━━━━━ ENTRIES SHOWN ━━━━━

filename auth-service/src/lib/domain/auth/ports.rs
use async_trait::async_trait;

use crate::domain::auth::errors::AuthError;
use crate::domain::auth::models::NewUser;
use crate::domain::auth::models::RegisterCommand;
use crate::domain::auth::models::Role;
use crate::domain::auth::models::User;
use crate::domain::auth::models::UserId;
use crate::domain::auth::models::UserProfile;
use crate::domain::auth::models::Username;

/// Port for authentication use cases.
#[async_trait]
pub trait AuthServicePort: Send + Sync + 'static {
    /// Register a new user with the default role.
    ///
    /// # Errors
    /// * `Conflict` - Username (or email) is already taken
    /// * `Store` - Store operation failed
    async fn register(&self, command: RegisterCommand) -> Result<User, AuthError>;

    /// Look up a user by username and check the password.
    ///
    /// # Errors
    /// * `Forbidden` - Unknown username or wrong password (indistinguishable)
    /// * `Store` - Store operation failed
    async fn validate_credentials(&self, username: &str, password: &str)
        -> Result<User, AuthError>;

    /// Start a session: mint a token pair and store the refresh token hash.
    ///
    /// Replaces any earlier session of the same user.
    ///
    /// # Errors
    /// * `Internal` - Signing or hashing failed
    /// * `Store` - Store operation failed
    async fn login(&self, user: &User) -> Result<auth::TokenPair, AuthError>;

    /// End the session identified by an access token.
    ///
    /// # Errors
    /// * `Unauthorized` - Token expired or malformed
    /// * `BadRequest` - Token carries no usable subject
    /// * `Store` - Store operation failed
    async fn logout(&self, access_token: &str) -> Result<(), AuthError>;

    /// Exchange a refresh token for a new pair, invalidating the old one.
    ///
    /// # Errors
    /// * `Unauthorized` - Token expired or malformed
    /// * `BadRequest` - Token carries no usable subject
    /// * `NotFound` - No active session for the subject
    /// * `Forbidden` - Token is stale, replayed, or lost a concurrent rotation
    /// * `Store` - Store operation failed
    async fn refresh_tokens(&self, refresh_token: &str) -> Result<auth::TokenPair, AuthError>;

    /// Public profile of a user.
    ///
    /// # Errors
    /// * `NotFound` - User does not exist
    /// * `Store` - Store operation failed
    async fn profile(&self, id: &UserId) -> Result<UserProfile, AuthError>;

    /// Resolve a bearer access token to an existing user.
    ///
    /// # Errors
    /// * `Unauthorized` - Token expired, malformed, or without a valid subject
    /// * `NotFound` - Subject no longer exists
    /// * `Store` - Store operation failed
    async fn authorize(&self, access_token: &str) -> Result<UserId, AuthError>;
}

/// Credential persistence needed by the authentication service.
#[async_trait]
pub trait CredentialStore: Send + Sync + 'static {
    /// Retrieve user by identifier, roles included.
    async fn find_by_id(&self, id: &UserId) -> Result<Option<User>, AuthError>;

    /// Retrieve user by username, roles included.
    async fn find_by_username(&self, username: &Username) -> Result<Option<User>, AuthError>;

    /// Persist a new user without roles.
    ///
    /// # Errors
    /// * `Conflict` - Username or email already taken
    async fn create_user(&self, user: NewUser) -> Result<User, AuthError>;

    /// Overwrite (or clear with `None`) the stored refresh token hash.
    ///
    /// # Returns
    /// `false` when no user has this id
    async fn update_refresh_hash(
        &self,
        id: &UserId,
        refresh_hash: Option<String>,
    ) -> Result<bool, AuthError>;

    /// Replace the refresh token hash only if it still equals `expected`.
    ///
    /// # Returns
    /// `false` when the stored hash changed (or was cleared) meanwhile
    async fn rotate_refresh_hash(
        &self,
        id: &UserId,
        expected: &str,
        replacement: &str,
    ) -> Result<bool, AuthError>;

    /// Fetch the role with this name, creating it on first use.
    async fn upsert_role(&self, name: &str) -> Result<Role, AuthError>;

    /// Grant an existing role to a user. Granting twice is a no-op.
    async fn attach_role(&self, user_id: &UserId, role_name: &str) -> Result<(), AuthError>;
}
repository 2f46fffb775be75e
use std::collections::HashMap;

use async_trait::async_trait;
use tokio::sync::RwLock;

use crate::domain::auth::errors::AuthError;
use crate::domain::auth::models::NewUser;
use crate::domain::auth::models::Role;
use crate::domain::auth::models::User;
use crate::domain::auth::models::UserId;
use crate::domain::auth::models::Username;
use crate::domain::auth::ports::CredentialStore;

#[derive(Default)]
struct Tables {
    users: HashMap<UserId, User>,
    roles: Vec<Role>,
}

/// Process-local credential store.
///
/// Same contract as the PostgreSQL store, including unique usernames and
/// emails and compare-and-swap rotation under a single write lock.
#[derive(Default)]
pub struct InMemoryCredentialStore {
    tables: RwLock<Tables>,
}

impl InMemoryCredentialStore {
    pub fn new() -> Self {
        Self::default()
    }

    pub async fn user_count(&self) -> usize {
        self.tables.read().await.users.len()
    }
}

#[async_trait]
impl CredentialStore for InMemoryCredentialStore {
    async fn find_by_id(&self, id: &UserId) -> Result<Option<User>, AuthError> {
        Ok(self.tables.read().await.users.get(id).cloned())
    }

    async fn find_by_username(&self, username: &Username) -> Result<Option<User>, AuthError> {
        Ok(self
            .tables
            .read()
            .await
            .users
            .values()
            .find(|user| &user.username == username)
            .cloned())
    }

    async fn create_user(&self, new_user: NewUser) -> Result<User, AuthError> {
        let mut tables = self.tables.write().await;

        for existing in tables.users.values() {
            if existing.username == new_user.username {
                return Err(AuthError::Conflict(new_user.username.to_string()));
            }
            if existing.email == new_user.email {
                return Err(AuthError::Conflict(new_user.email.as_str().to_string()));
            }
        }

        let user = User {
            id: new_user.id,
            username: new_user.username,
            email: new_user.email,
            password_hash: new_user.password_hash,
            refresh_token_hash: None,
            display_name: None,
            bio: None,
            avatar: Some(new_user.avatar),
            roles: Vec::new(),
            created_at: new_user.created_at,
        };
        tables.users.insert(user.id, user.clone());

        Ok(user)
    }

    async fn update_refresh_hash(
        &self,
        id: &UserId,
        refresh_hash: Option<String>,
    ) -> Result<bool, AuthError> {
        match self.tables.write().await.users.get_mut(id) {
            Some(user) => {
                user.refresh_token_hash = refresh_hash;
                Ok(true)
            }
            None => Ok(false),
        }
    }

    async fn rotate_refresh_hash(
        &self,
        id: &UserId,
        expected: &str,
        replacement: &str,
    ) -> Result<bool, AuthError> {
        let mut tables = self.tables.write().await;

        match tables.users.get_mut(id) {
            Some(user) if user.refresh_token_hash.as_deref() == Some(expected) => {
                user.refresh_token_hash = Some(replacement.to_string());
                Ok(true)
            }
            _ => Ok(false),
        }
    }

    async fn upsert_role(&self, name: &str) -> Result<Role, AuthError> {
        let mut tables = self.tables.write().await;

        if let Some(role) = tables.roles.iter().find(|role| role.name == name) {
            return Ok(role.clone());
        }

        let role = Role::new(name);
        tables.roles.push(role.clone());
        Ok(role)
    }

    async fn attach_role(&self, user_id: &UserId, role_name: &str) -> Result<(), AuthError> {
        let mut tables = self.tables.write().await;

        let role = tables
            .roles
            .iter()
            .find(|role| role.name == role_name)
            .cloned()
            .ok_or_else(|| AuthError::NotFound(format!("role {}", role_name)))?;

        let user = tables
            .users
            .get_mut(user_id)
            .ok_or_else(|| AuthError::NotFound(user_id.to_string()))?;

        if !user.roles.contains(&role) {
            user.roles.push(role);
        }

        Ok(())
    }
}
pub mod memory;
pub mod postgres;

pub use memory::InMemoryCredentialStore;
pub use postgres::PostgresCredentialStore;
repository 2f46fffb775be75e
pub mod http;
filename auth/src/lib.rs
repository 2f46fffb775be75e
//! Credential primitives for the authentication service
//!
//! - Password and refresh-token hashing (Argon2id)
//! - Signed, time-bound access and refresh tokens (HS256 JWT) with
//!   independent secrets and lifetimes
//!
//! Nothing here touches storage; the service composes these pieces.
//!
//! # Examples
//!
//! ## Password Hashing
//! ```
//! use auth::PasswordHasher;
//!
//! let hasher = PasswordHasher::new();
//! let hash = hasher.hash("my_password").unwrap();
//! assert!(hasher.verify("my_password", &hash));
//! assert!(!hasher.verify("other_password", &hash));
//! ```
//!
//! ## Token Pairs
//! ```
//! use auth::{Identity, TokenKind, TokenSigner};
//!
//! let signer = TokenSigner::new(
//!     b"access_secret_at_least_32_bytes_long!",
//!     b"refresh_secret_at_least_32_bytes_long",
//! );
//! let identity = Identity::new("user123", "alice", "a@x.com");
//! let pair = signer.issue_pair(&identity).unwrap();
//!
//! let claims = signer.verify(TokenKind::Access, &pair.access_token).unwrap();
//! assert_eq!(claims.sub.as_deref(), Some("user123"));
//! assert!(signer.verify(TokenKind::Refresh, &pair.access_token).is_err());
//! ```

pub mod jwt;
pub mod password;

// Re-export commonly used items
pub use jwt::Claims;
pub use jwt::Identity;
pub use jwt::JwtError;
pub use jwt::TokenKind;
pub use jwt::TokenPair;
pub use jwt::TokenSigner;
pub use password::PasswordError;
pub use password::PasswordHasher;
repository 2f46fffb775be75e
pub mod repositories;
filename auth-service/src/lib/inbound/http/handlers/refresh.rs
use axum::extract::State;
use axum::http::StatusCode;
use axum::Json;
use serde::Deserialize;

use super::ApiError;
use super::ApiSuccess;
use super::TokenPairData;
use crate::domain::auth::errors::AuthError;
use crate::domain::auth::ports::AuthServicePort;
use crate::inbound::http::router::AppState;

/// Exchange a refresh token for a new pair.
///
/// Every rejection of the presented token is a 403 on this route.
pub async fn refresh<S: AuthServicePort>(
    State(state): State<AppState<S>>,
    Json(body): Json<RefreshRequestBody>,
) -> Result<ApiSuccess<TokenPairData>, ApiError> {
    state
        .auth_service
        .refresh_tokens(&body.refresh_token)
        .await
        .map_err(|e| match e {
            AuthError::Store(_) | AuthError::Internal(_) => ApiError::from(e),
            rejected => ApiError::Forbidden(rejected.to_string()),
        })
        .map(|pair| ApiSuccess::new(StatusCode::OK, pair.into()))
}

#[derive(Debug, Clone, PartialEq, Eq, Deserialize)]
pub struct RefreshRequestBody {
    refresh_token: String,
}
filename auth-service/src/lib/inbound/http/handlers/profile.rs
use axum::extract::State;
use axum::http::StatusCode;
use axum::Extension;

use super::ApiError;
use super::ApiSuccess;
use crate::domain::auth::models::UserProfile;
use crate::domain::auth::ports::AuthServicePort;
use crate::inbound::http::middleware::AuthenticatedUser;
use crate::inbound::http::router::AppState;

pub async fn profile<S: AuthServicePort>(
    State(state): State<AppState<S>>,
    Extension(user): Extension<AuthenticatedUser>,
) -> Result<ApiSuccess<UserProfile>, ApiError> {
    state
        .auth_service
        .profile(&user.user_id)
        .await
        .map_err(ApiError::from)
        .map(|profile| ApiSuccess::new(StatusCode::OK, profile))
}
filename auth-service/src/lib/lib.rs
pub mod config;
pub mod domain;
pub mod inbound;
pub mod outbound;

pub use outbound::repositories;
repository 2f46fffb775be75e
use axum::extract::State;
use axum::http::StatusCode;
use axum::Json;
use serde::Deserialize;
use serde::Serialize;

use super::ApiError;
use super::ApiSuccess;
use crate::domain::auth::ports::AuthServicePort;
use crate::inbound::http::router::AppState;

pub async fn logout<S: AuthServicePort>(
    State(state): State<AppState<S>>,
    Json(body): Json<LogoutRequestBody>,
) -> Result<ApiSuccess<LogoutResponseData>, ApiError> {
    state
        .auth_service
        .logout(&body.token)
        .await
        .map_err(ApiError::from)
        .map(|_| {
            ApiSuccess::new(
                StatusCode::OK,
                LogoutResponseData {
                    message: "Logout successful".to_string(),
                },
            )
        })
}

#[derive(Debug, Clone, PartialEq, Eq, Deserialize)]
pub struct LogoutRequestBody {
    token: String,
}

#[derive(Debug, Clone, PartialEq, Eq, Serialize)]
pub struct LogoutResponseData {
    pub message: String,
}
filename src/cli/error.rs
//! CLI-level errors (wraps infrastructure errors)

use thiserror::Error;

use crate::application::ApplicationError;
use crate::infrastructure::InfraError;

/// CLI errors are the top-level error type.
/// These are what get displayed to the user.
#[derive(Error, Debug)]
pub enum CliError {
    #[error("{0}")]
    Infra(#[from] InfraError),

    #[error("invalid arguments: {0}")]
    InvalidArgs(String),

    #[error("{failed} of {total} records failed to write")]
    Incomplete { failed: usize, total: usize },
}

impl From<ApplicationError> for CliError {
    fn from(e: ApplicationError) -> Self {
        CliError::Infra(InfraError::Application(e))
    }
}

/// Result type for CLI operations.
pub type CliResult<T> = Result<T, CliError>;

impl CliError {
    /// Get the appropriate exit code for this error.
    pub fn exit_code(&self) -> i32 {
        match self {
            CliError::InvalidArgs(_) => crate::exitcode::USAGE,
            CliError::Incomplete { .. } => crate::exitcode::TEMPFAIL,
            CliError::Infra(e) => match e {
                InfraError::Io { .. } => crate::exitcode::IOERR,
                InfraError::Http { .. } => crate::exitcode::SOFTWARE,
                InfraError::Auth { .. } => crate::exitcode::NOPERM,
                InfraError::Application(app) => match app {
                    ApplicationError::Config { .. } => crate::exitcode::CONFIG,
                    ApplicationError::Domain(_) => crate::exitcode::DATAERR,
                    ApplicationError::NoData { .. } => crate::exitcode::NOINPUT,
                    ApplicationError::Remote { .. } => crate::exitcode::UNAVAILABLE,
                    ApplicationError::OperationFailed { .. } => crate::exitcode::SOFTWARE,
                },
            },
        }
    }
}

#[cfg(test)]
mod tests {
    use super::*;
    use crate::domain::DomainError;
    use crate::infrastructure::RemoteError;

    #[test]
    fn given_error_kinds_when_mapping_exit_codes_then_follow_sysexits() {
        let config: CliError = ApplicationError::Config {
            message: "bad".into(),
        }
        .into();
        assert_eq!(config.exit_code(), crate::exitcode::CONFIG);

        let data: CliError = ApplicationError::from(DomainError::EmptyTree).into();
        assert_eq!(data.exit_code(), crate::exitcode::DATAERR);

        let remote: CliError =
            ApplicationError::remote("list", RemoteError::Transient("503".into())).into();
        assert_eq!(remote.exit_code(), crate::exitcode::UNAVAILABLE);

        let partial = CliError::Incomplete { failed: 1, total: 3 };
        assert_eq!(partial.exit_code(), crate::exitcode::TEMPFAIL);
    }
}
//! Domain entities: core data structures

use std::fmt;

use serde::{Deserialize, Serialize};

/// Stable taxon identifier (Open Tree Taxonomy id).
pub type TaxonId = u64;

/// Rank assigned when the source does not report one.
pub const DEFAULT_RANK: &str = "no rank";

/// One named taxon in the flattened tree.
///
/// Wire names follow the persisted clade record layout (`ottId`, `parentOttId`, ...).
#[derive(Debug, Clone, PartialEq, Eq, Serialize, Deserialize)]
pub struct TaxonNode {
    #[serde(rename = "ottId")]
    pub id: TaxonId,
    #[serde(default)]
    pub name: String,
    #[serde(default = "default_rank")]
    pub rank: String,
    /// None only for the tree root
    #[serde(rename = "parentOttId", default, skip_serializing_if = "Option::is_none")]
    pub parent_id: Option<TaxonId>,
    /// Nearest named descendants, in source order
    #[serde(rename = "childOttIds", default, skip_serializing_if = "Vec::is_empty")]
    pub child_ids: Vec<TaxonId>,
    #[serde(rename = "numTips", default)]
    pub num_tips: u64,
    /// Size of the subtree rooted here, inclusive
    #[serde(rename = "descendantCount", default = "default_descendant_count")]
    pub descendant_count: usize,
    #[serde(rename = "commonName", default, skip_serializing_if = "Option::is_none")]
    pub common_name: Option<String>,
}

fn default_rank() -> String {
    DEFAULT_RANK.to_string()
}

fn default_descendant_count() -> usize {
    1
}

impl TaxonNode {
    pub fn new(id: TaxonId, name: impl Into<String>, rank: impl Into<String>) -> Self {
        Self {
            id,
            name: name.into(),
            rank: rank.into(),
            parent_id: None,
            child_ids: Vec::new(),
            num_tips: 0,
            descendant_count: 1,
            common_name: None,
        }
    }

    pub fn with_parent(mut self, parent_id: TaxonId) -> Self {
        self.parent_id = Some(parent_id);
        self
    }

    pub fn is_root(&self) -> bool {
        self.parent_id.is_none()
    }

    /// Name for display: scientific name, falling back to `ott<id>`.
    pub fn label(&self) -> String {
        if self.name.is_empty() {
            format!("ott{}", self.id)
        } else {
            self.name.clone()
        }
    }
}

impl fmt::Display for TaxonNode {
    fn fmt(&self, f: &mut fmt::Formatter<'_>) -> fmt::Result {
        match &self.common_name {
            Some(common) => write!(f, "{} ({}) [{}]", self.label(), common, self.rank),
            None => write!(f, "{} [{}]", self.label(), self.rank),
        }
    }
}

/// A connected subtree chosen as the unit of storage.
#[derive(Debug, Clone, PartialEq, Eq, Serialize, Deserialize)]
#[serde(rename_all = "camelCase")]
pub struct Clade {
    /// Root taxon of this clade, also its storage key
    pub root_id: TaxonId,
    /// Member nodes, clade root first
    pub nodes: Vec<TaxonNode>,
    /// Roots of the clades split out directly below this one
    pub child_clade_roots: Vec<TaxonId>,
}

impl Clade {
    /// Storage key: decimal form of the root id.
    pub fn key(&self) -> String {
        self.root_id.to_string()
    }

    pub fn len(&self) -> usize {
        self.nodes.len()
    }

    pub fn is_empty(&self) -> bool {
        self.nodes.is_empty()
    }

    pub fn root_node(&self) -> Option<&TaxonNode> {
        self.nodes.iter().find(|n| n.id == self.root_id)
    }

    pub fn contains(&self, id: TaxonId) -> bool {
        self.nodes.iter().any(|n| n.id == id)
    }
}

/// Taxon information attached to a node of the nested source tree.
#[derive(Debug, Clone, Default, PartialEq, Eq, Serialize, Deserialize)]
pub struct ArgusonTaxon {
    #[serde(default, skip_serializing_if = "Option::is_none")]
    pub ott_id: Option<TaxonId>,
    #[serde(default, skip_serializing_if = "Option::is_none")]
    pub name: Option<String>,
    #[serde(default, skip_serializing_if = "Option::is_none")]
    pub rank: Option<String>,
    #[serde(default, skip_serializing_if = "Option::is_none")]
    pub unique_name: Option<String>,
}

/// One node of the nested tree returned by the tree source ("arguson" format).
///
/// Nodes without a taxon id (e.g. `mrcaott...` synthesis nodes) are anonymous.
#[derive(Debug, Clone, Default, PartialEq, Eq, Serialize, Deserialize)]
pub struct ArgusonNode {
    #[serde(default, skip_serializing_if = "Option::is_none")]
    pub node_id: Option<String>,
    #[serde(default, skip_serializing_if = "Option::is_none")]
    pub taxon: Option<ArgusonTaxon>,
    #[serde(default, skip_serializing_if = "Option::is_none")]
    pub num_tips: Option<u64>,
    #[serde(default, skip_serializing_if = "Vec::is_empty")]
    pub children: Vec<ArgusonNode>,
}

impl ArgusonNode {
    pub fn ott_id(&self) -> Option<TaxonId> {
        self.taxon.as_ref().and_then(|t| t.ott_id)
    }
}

━━━━━

◆ **YOUR GOAL**: From the beginning of the listing above down to the line with "async fn refresh_tokens(&self, refresh_token: &str)", every line should be restated exactly.

◆ **EXERCISE RESPONSE**:
filename auth-service/src/lib/domain/auth/ports.rs
use async_trait::async_trait;

use crate::domain::auth::errors::AuthError;
use crate::domain::auth::models::NewUser;
use crate::domain::auth::models::RegisterCommand;
use crate::domain::auth::models::Role;
use crate::domain::auth::models::User;
use crate::domain::auth::models::UserId;
use crate::domain::auth::models::UserProfile;
use crate::domain::auth::models::Username;

/// Port for authentication use cases.
#[async_trait]
pub trait AuthServicePort: Send + Sync + 'static {
    /// Register a new user with the default role.
    ///
    /// # Errors
    /// * `Conflict` - Username (or email) is already taken
    /// * `Store` - Store operation failed
    async fn register(&self, command: RegisterCommand) -> Result<User, AuthError>;

    /// Look up a user by username and check the password.
    ///
    /// # Errors
    /// * `Forbidden` - Unknown username or wrong password (indistinguishable)
    /// * `Store` - Store operation failed
    async fn validate_credentials(&self, username: &str, password: &str)
        -> Result<User, AuthError>;

    /// Start a session: mint a token pair and store the refresh token hash.
    ///
    /// Replaces any earlier session of the same user.
    ///
    /// # Errors
    /// * `Internal` - Signing or hashing failed
    /// * `Store` - Store operation failed
    async fn login(&self, user: &User) -> Result<auth::TokenPair, AuthError>;

    /// End the session identified by an access token.
    ///
    /// # Errors
    /// * `Unauthorized` - Token expired or malformed
    /// * `BadRequest` - Token carries no usable subject
    /// * `Store` - Store operation failed
    async fn logout(&self, access_token: &str) -> Result<(), AuthError>;

    /// Exchange a refresh token for a new pair, invalidating the old one.
    ///
    /// # Errors
    /// * `Unauthorized` - Token expired or malformed
    /// * `BadRequest` - Token carries no usable subject
    /// * `NotFound` - No active session for the subject
    /// * `Forbidden` - Token is stale, replayed, or lost a concurrent rotation
    /// * `Store` - Store operation failed
    async fn refresh_tokens(&self, refresh_token: &str) -> Result<auth::TokenPair, AuthError>;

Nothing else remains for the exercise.